MapR Database as a Document Database

MapR Database supports JSON documents as a native data store. A JSON document is a tree of fields. These JSON documents are stored in MapR Database tables.

MapR Database as a document database, implements JSON documents in MapR Database JSON tables.

  • MapR Database JSON tables use the OJAI data model and support the OJAI API.
  • Documents are in JSON format; MapR Database stores them in an efficient binary encoding, rather than plain ASCII text.
  • With JSON tables, each value has a unique key (_id). You identify fields in the document using field paths. For example, address.street:
    {
        "_id": "ID001",
        "name" : "Bob",
        "address": {
            "house" : 123,
            "street": "Main",
            "phones": [
                { "mobile": "555-1234" },
                { "work": "+1-123-456-7890" }]},
        "hobbies": ["badminton", "chess", "beaches"]
    } 
    Note: Each JSON document can have different fields.

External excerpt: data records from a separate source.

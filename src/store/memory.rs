use anyhow::{Context, Result};
use async_trait::async_trait;
use parking_lot::RwLock;
use std::path::{Path, PathBuf};

use super::{RecordStore, StoreError, StorePredicate};
use crate::models::AnalyzedString;

/// Process-local store keeping records in insertion order. When opened with
/// a data directory every mutation is written back to `strings.json`.
pub struct MemoryStore {
    records: RwLock<Vec<AnalyzedString>>,
    persist_path: Option<PathBuf>,
}

impl Default for MemoryStore {
    fn default() -> Self {
        Self::new()
    }
}

impl MemoryStore {
    /// Store with no backing file.
    pub fn new() -> Self {
        Self {
            records: RwLock::new(Vec::new()),
            persist_path: None,
        }
    }

    /// Load `<data_dir>/strings.json` if present and persist to it afterwards.
    pub fn open_or_create(data_dir: &Path) -> Result<Self> {
        std::fs::create_dir_all(data_dir)
            .with_context(|| format!("Failed to create data dir {}", data_dir.display()))?;
        let persist_path = data_dir.join("strings.json");

        let records = if persist_path.exists() {
            let data = std::fs::read_to_string(&persist_path)
                .context("Failed to read string store")?;
            serde_json::from_str(&data).context("Failed to parse string store")?
        } else {
            Vec::new()
        };

        Ok(Self {
            records: RwLock::new(records),
            persist_path: Some(persist_path),
        })
    }

    pub fn len(&self) -> usize {
        self.records.read().len()
    }

    pub fn is_empty(&self) -> bool {
        self.records.read().is_empty()
    }

    /// Atomic write via temp file + rename.
    fn persist(&self, records: &[AnalyzedString]) -> Result<(), StoreError> {
        let Some(path) = &self.persist_path else {
            return Ok(());
        };
        let data = serde_json::to_string_pretty(records)?;
        let tmp_path = path.with_extension("json.tmp");
        std::fs::write(&tmp_path, data)?;
        std::fs::rename(&tmp_path, path)?;
        Ok(())
    }
}

#[async_trait]
impl RecordStore for MemoryStore {
    async fn insert(&self, record: &AnalyzedString) -> Result<AnalyzedString, StoreError> {
        let mut records = self.records.write();
        if records.iter().any(|r| r.id == record.id) {
            return Err(StoreError::Conflict(record.id.clone()));
        }
        records.push(record.clone());
        if let Err(e) = self.persist(&records) {
            records.pop();
            return Err(e);
        }
        Ok(record.clone())
    }

    async fn get_by_value(&self, value: &str) -> Result<Option<AnalyzedString>, StoreError> {
        let records = self.records.read();
        Ok(records.iter().find(|r| r.value == value).cloned())
    }

    async fn list_where(
        &self,
        predicate: &StorePredicate,
    ) -> Result<Vec<AnalyzedString>, StoreError> {
        let records = self.records.read();
        Ok(records
            .iter()
            .filter(|r| predicate.matches(r))
            .cloned()
            .collect())
    }

    async fn delete_by_value(&self, value: &str) -> Result<bool, StoreError> {
        let mut records = self.records.write();
        let remaining: Vec<AnalyzedString> = records
            .iter()
            .filter(|r| r.value != value)
            .cloned()
            .collect();
        if remaining.len() == records.len() {
            return Ok(false);
        }
        // Memory only changes once the file does
        self.persist(&remaining)?;
        *records = remaining;
        Ok(true)
    }
}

With JSON document support, you can:

  • Store data that is hierarchical and nested, and evolves over time.
  • Read and write individual document fields, subsets of fields, or whole documents from and to disk. To update individual fields or subsets of fields, there is no need to read entire documents, modify them, and then write the modified documents to disk.
  • Build applications with the MapR Database JSON API library, which is an implementation of the Open JSON Application Interface (OJAI). This is an API library for easily managing complex, evolving, hierarchical data. You can use more data types than the standard types that JSON supports, create complex queries, and access JSON table documents without connection or configuration objects. This allows large-scale applications to manage JSON documents.
  • Filter query results within MapR Database before results are returned to client applications.
  • Run client applications on Linux, OS X, and Windows systems.
  • Perform complex data analysis on your JSON data with Apache Drill or other analytical tools in real time without having to copy data to another cluster.
  • Scale your data to span thousands of nodes.
  • Control read and write access to single fields and subsets of fields within a JSON table by using access-control expressions (ACEs).
  • Control the disk layout of single fields and subdocuments within JSON tables.
  • Use Secondary Indexes to improve query performance.